Are you a plotter or do you go with the flow, as a pantser?
With my first novel I didn’t do any planning. I knew how it would start and I knew how it would end, but I didn’t know much else. I can’t say that I really enjoyed writing that way. In fact, it was pretty awful. Now I try to be more organised, but not rigidly so. I do some planning, and a fair amount of research as I have said, but I give myself enough room to be able to still be creative and play around. Planning doesn’t always work anyway. Last year I finally completed a manuscript that took me much longer than it ought to have done. I had planned it quite well before starting on it, but by draft three I still felt that it wasn’t working at all. In the end I took the whole thing apart and fixed it by following my instincts rather than any kind of list or mind-map. I am happy with the end result, or at least I was when I last read it in September. Let’s see how I feel when I look at it again. I always end up hating everything I have written.

Can you give novice writers some tips (do’s/don’ts)?
I am sure that I am not going to win any prizes for originality with this one, but my two biggest bits of advice are:
A) Write, even if you think you’re writing rubbish. You can’t improve it unless you have it written down.
B) Edit, edit, edit. Write each sentence, each paragraph, each story, each manuscript many times until it is as close to perfect as you can get it. So many people think that writing one draft is enough. No, absolutely not. You have to rewrite countless times. And I am not talking about just doing a spell-check and changing a word or a comma here and there. You need to look at each and every word and sentence, asking yourself, “Is that the best way to say this?” and “What is this contributing?”

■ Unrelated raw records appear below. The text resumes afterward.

//! UART passthrough
//!
//! UART data travels on the first HID interface as `[len(2), payload]`
//! frames of at most 510 payload bytes. There is no acknowledgement and no
//! lock: reader and writer are independent, so a transport that can be
//! cloned (for example a handle wrapping a shared hidraw file) can back one
//! `Uart` per thread.

use std::io;

use crate::error::{Ch347Error, Result};
use crate::protocol::*;
use crate::transport::{read_frame, write_frame, ControlTransport, Transport};

/// CH347 UART over HID
pub struct Uart<T> {
    dev: T,
}

impl<T> Uart<T> {
    /// Wrap the opened UART HID interface
    pub fn new(dev: T) -> Self {
        Self { dev }
    }

    /// Release the underlying transport
    pub fn into_inner(self) -> T {
        self.dev
    }
}

impl<T: ControlTransport> Uart<T> {
    /// Set the line parameters
    pub fn configure(
        &mut self,
        baud: u32,
        data_bits: DataBits,
        parity: Parity,
        stop_bits: StopBits,
    ) -> Result<()> {
        self.configure_with(&UartConfig {
            baud,
            data_bits,
            parity,
            stop_bits,
        })
    }

    /// Set the line parameters from a [`UartConfig`]
    pub fn configure_with(&mut self, config: &UartConfig) -> Result<()> {
        let report = config.build_config_report()?;
        self.dev.send_control_report(&report)?;
        log::info!(
            "CH347 UART configured: {} baud, {:?}/{:?}/{:?}",
            config.baud,
            config.data_bits,
            config.parity,
            config.stop_bits
        );
        Ok(())
    }
}

impl<T: Transport> Uart<T> {
    /// Receive one frame into `buf`
    ///
    /// Returns the number of bytes stored. A frame longer than `buf` is
    /// truncated and the excess is lost, so size `buf` for the longest
    /// expected message.
    pub fn receive(&mut self, buf: &mut [u8]) -> Result<usize> {
        let cap = buf.len().min(UART_MAX_PAYLOAD);
        let mut frame = [0u8; MAX_FRAME_LEN];
        let frame = &mut frame[..LEN_PREFIX + cap];

        let n = read_frame(&mut self.dev, frame)?;
        if n < LEN_PREFIX {
            return Ok(0);
        }

        let announced = len_prefix(frame);
        let len = announced.min(cap);
        if announced > len {
            log::debug!("UART frame of {} bytes truncated to {}", announced, len);
        }
        buf[..len].copy_from_slice(&frame[LEN_PREFIX..LEN_PREFIX + len]);
        Ok(len)
    }

    /// Send `data` as one or more frames
    ///
    /// Returns the number of bytes sent. If the transport fails after some
    /// frames went out, the error is [`Ch347Error::PartialSend`] carrying the
    /// count.
    pub fn send(&mut self, data: &[u8]) -> Result<usize> {
        let mut sent = 0;

        for chunk in data.chunks(UART_MAX_PAYLOAD) {
            let mut frame: heapless::Vec<u8, MAX_FRAME_LEN> = heapless::Vec::new();
            put(&mut frame, &[0x00, 0x00])?;
            put(&mut frame, chunk)?;
            set_len_prefix(&mut frame);

            if let Err(source) = write_frame(&mut self.dev, &frame) {
                return Err(if sent == 0 {
                    Ch347Error::Transport(source)
                } else {
                    Ch347Error::PartialSend { sent, source }
                });
            }
            sent += chunk.len();
        }

        Ok(sent)
    }
}

impl<T: Transport> io::Read for Uart<T> {
    fn read(&mut self, buf: &mut [u8]) -> io::Result<usize> {
        self.receive(buf).map_err(into_io_error)
    }
}

impl<T: Transport> io::Write for Uart<T> {
    fn write(&mut self, buf: &[u8]) -> io::Result<usize> {
        match self.send(buf) {
            Ok(n) => Ok(n),
            Err(Ch347Error::PartialSend { sent, .. }) => Ok(sent),
            Err(e) => Err(into_io_error(e)),
        }
    }

    fn flush(&mut self) -> io::Result<()> {
        Ok(())
    }
}

fn into_io_error(e: Ch347Error) -> io::Error {
    match e {
        Ch347Error::Transport(e) => e,
        other => io::Error::other(other),
    }
}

What are your future plans as an author?
I have a completed manuscript that I hope to get published, but the global pandemic has caused a backlog in terms of publishing. Everything is a mess! I will have to wait and see how things pan out. I have another manuscript that is about ¼ done. I need to finish that. But for the immediate future my focus will be on my PhD in History. Hopefully my thesis will be interesting enough to publish!

Last, but not least : Can you give my readers one teaser from your book, which is featured here on my blog, please?
A young refugee washes up unconscious on the beach of a small African island that is inhabited by no one but an old lighthouse keeper. Unsettled by the presence of another person, the keeper is swept up in a series of memories relating to his former life on the mainland, a life that saw his country suffer under colonisers, then take up the fight for independence, only to end up falling under the rule of a cruel dictator. In the man’s presence, he begins to consider, as he did in his youth, what is meant by land and to whom it should belong. To what lengths will a person go in order to ensure that what is theirs will not be taken from them?

Isn’t that a great reason to pick up this book and to find out more?!
Thanks once again for this lovely interview, Karen Jennings.